Collected data:
// ── Spawner ──

impl Session {
    fn schedule_next_spawn(&mut self) {
        let delay = rules::spawn_delay_ms(
            &self.spawn_cfg, self.duration, self.world.time_left, &mut self.rng,
        );
        self.spawner = Some(self.timers.schedule(delay, Job::Spawn));
    }

    fn spawn_balloon(&mut self) -> BalloonId {
        let kind = pick_kind(&mut self.rng);
        let (x, y, width) = rules::spawn_placement(
            self.world.stage_w, self.world.stage_h, &mut self.rng,
        );
        let speed = rules::launch_speed(
            &self.motion, self.duration, self.world.time_left, &mut self.rng,
        );
        self.add_balloon(kind, x, y, width, speed)
    }

    fn add_balloon(&mut self, kind: BalloonKind, x: f64, y: f64, width: f64, speed: f64) -> BalloonId {
        let id = self.next_balloon_id;
        self.next_balloon_id += 1;
        self.world.balloons.push(Balloon::new(id, kind, x, y, width, speed));
        self.events.push(GameEvent::BalloonSpawned { id, kind: kind.name });
        log::debug!("spawn #{id} {} at x={x:.0} speed={speed:.2}", kind.name);
        id
    }
}

// ── Animation ──

impl Session {
    /// One display refresh: every balloon takes its own step.
    pub fn frame(&mut self) {
        let running = self.world.running();
        let rise = self.motion.rise_step;
        for b in &mut self.world.balloons {
            if b.step(running, rise) == StepOutcome::Missed {
                self.events.push(GameEvent::BalloonMissed { id: b.id });
                log::debug!("miss #{}", b.id);
            }
        }
        self.world.balloons.retain(|b| b.is_alive());
    }
}

// ── Input ──

impl Session {
    /// Pointer down at stage px. Pops the topmost live balloon under it.
    pub fn tap(&mut self, px: f64, py: f64) -> Option<BalloonId> {
        if !self.world.running() {
            return None;
        }
        let id = self.world.balloon_at(px, py)?;
        self.pop(id, px, py).then_some(id)
    }

    /// Pop a specific balloon. Returns false, with no effect at all, when
    /// the round is over or the balloon is no longer alive.
    pub fn pop(&mut self, id: BalloonId, px: f64, py: f64) -> bool {
        if !self.world.running() {
            return false;
        }
        let Some(balloon) = self.world.balloons.iter_mut().find(|b| b.id == id) else {
            return false;
        };
        if !balloon.pop() {
            return false;
        }
        let kind = balloon.kind;
        self.world.balloons.retain(|b| b.id != id);

        self.world.score += kind.points;

        let text_id = self.next_text_id;
        self.next_text_id += 1;
        self.world.pop_texts.push(PopText {
            id: text_id,
            x: px,
            y: py,
            text: rules::pop_label(kind.points),
        });
        self.timers.schedule(POP_TEXT_MS, Job::ExpirePopText { id: text_id });

        if self.world.sound_on {
            self.synth.play_cue(kind.cue);
        }
        match rules::pop_notice(kind.points) {
            Some(PopNotice::Bonus) => self.flash("BONUS!"),
            Some(PopNotice::Penalty) => self.flash("OUCH! Bad balloon"),
            None => {}
        }

        self.events.push(GameEvent::BalloonPopped { id, points: kind.points });
        log::debug!("pop #{id} {} {:+} -> {}", kind.name, kind.points, self.world.score);
        true
    }

    pub fn toggle_sound(&mut self) {
        self.world.sound_on = !self.world.sound_on;
        self.flash(if self.world.sound_on { "Sound ON" } else { "Sound OFF" });
    }

    /// Music off stops the ambient loop at once; music on restarts it only
    /// during a round.
    pub fn toggle_music(&mut self) {
        self.world.music_on = !self.world.music_on;
        if !self.world.music_on {
            self.synth.set_ambient(false);
        } else if self.world.running() {
            self.synth.set_ambient(true);
        }
        self.flash(if self.world.music_on { "Music ON" } else { "Music OFF" });
    }

    /// Show a status line that clears itself unless replaced first.
    fn flash(&mut self, text: &str) {
        self.world.message = text.to_string();
        self.message_generation += 1;
        self.timers.schedule(MESSAGE_MS, Job::ClearMessage { generation: self.message_generation });
    }
}
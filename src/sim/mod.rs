pub mod audio;
pub mod event;
pub mod save;
pub mod session;
pub mod timers;
pub mod world;
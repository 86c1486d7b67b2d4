/// Sound engine: procedural feedback cues and an ambient drone via rodio.
///
/// Cues are rendered once at init into in-memory WAV buffers and played
/// fire-and-forget through a detached Sink. The ambient drone is an
/// endless rodio Source held in its own Sink so it can be stopped.
///
/// Compile with `--no-default-features` or without "sound" feature
/// to disable audio entirely (`SoundEngine::new()` then returns None and
/// the caller falls back to a silent synth).

use std::f32::consts::TAU;

use crate::domain::balloon::Cue;

#[cfg_attr(not(feature = "sound"), allow(dead_code))]
const SAMPLE_RATE: u32 = 22050;

/// Every cue oscillator is stopped this long after it starts.
const CUE_CUT: f32 = 0.2;

// ════════════════════════════════════════════════════════════
//  Cue profiles
// ════════════════════════════════════════════════════════════

#[derive(Clone, Copy, PartialEq, Eq, Debug)]
pub enum Wave {
    Sine,
    Triangle,
    Sawtooth,
    Square,
}

impl Wave {
    /// One cycle, `phase` in [0, 1).
    fn sample(self, phase: f32) -> f32 {
        match self {
            Wave::Sine => (phase * TAU).sin(),
            Wave::Triangle => 4.0 * (phase - 0.5).abs() - 1.0,
            Wave::Sawtooth => 2.0 * phase - 1.0,
            Wave::Square => if phase < 0.5 { 1.0 } else { -1.0 },
        }
    }
}

#[derive(Clone, Copy, Debug)]
enum Ramp {
    /// Jump to the value at `at`.
    Step,
    /// Exponential glide from the previous point, arriving at `at`.
    Exp,
}

/// Automation point: reach `value` at `at` seconds.
#[derive(Clone, Copy, Debug)]
struct Point {
    at: f32,
    value: f32,
    ramp: Ramp,
}

const fn pt(at: f32, value: f32, ramp: Ramp) -> Point {
    Point { at, value, ramp }
}

struct CueProfile {
    wave: Wave,
    freq: &'static [Point],
    gain: &'static [Point],
}

const POP: CueProfile = CueProfile {
    wave: Wave::Triangle,
    freq: &[pt(0.0, 520.0, Ramp::Step), pt(0.08, 260.0, Ramp::Exp)],
    gain: &[pt(0.0, 0.0001, Ramp::Step), pt(0.01, 0.18, Ramp::Exp), pt(0.10, 0.0001, Ramp::Exp)],
};

const BAD: CueProfile = CueProfile {
    wave: Wave::Sawtooth,
    freq: &[pt(0.0, 180.0, Ramp::Step), pt(0.12, 90.0, Ramp::Exp)],
    gain: &[pt(0.0, 0.0001, Ramp::Step), pt(0.02, 0.16, Ramp::Exp), pt(0.14, 0.0001, Ramp::Exp)],
};

const BONUS: CueProfile = CueProfile {
    wave: Wave::Square,
    freq: &[pt(0.0, 660.0, Ramp::Step), pt(0.06, 880.0, Ramp::Step)],
    gain: &[pt(0.0, 0.0001, Ramp::Step), pt(0.01, 0.14, Ramp::Exp), pt(0.16, 0.0001, Ramp::Exp)],
};

fn profile(cue: Cue) -> &'static CueProfile {
    match cue {
        Cue::Pop => &POP,
        Cue::Bad => &BAD,
        Cue::Bonus => &BONUS,
    }
}

/// Value of an automation curve at time `t`.
fn automation(points: &[Point], t: f32) -> f32 {
    let Some(first) = points.first() else { return 0.0 };
    let mut prev = *first;
    for p in &points[1..] {
        if t < p.at {
            return match p.ramp {
                Ramp::Step => prev.value,
                Ramp::Exp => {
                    let span = (p.at - prev.at).max(f32::EPSILON);
                    let x = ((t - prev.at) / span).clamp(0.0, 1.0);
                    prev.value * (p.value / prev.value).powf(x)
                }
            };
        }
        prev = *p;
    }
    prev.value
}

/// Render a cue as mono samples at `rate`.
#[cfg_attr(not(feature = "sound"), allow(dead_code))]
pub fn render_cue(cue: Cue, rate: u32) -> Vec<f32> {
    let prof = profile(cue);
    let n = (rate as f32 * CUE_CUT) as usize;
    let mut phase = 0.0_f32;
    (0..n)
        .map(|i| {
            let t = i as f32 / rate as f32;
            let s = prof.wave.sample(phase) * automation(prof.gain, t);
            phase = (phase + automation(prof.freq, t) / rate as f32).fract();
            s
        })
        .collect()
}

/// Instantaneous frequency of a cue at `t` seconds.
#[cfg(test)]
fn cue_frequency(cue: Cue, t: f32) -> f32 {
    automation(profile(cue).freq, t)
}

// ════════════════════════════════════════════════════════════
//  Ambient drone: sine 220 Hz, 1.2 Hz vibrato of ±30 Hz, low gain
// ════════════════════════════════════════════════════════════

const AMBIENT_BASE_HZ: f32 = 220.0;
const AMBIENT_LFO_HZ: f32 = 1.2;
const AMBIENT_DEPTH_HZ: f32 = 30.0;
const AMBIENT_GAIN: f32 = 0.03;

/// Endless ambient oscillator. Iterates mono samples forever.
#[cfg_attr(not(feature = "sound"), allow(dead_code))]
pub struct AmbientTone {
    rate: u32,
    n: u64,
    phase: f32,
}

#[cfg_attr(not(feature = "sound"), allow(dead_code))]
impl AmbientTone {
    pub fn new(rate: u32) -> Self {
        AmbientTone { rate, n: 0, phase: 0.0 }
    }

    fn frequency_at(&self, t: f32) -> f32 {
        AMBIENT_BASE_HZ + AMBIENT_DEPTH_HZ * (t * AMBIENT_LFO_HZ * TAU).sin()
    }
}

impl Iterator for AmbientTone {
    type Item = f32;

    fn next(&mut self) -> Option<f32> {
        // Wrap the clock every 50 s (60 LFO cycles) to keep f32 precise.
        let t = (self.n % (self.rate as u64 * 50)) as f32 / self.rate as f32;
        let s = Wave::Sine.sample(self.phase) * AMBIENT_GAIN;
        self.phase = (self.phase + self.frequency_at(t) / self.rate as f32).fract();
        self.n += 1;
        Some(s)
    }
}

#[cfg(feature = "sound")]
mod inner {
    use std::io::Cursor;
    use std::sync::Arc;
    use std::time::Duration;

    use rodio::{OutputStream, OutputStreamHandle, Sink, Source};

    use super::{render_cue, AmbientTone, SAMPLE_RATE};
    use crate::domain::balloon::Cue;
    use crate::sim::audio::ToneSynth;

    impl Source for AmbientTone {
        fn current_frame_len(&self) -> Option<usize> { None }
        fn channels(&self) -> u16 { 1 }
        fn sample_rate(&self) -> u32 { self.rate }
        fn total_duration(&self) -> Option<Duration> { None }
    }

    /// Pre-generated WAV buffers for each cue plus the ambient sink.
    pub struct SoundEngine {
        _stream: OutputStream,
        handle: OutputStreamHandle,
        sfx_pop: Arc<Vec<u8>>,
        sfx_bad: Arc<Vec<u8>>,
        sfx_bonus: Arc<Vec<u8>>,
        ambient: Option<Sink>,
    }

    impl SoundEngine {
        pub fn new() -> Option<Self> {
            let (stream, handle) = match OutputStream::try_default() {
                Ok(pair) => pair,
                Err(e) => {
                    log::warn!("no audio output, running silent: {e}");
                    return None;
                }
            };

            Some(SoundEngine {
                _stream: stream,
                handle,
                sfx_pop: Arc::new(make_wav(&render_cue(Cue::Pop, SAMPLE_RATE))),
                sfx_bad: Arc::new(make_wav(&render_cue(Cue::Bad, SAMPLE_RATE))),
                sfx_bonus: Arc::new(make_wav(&render_cue(Cue::Bonus, SAMPLE_RATE))),
                ambient: None,
            })
        }

        fn play(&self, buf: &Arc<Vec<u8>>) {
            match Sink::try_new(&self.handle) {
                Ok(sink) => {
                    let cursor = Cursor::new(buf.as_ref().clone());
                    match rodio::Decoder::new(cursor) {
                        Ok(src) => {
                            sink.append(src);
                            sink.detach(); // fire-and-forget
                        }
                        Err(e) => log::debug!("cue decode failed: {e}"),
                    }
                }
                Err(e) => log::debug!("cue playback failed: {e}"),
            }
        }
    }

    impl ToneSynth for SoundEngine {
        fn play_cue(&mut self, cue: Cue) {
            let buf = match cue {
                Cue::Pop => &self.sfx_pop,
                Cue::Bad => &self.sfx_bad,
                Cue::Bonus => &self.sfx_bonus,
            };
            self.play(buf);
        }

        fn set_ambient(&mut self, enabled: bool) {
            if !enabled {
                if let Some(sink) = self.ambient.take() {
                    sink.stop();
                }
                return;
            }
            if self.ambient.is_some() {
                return;
            }
            match Sink::try_new(&self.handle) {
                Ok(sink) => {
                    sink.append(AmbientTone::new(SAMPLE_RATE));
                    self.ambient = Some(sink);
                }
                Err(e) => log::debug!("ambient playback failed: {e}"),
            }
        }
    }

    // ════════════════════════════════════════════════════════════
    //  WAV encoder: wraps f32 samples into a 16-bit PCM WAV buffer
    // ════════════════════════════════════════════════════════════

    fn make_wav(samples: &[f32]) -> Vec<u8> {
        let num_channels: u16 = 1;
        let bits_per_sample: u16 = 16;
        let byte_rate = SAMPLE_RATE * (num_channels as u32) * (bits_per_sample as u32) / 8;
        let block_align = num_channels * bits_per_sample / 8;
        let data_size = samples.len() as u32 * 2;
        let file_size = 36 + data_size;

        let mut buf = Vec::with_capacity(44 + data_size as usize);

        buf.extend_from_slice(b"RIFF");
        buf.extend_from_slice(&file_size.to_le_bytes());
        buf.extend_from_slice(b"WAVE");

        buf.extend_from_slice(b"fmt ");
        buf.extend_from_slice(&16u32.to_le_bytes());
        buf.extend_from_slice(&1u16.to_le_bytes()); // PCM
        buf.extend_from_slice(&num_channels.to_le_bytes());
        buf.extend_from_slice(&SAMPLE_RATE.to_le_bytes());
        buf.extend_from_slice(&byte_rate.to_le_bytes());
        buf.extend_from_slice(&block_align.to_le_bytes());
        buf.extend_from_slice(&bits_per_sample.to_le_bytes());

        buf.extend_from_slice(b"data");
        buf.extend_from_slice(&data_size.to_le_bytes());

        for &s in samples {
            let val = (s.clamp(-1.0, 1.0) * 32767.0) as i16;
            buf.extend_from_slice(&val.to_le_bytes());
        }

        buf
    }

}

// ════════════════════════════════════════════════════════════
//  Public API
// ════════════════════════════════════════════════════════════

#[cfg(feature = "sound")]
pub use inner::SoundEngine;

#[cfg(not(feature = "sound"))]
pub struct SoundEngine;

#[cfg(not(feature = "sound"))]
impl SoundEngine {
    pub fn new() -> Option<Self> { None }
}

#[cfg(not(feature = "sound"))]
impl crate::sim::audio::ToneSynth for SoundEngine {
    fn play_cue(&mut self, _cue: Cue) {}
    fn set_ambient(&mut self, _enabled: bool) {}
}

*What you are asked to do*:
Looking at the records above, which lines contain "impl"? Copy those lines.

*Result*:
impl Session {
impl Session {
impl Session {
impl Wave {
impl AmbientTone {
impl Iterator for AmbientTone {
    impl Source for AmbientTone {
    impl SoundEngine {
    impl ToneSynth for SoundEngine {
impl SoundEngine {
impl crate::sim::audio::ToneSynth for SoundEngine {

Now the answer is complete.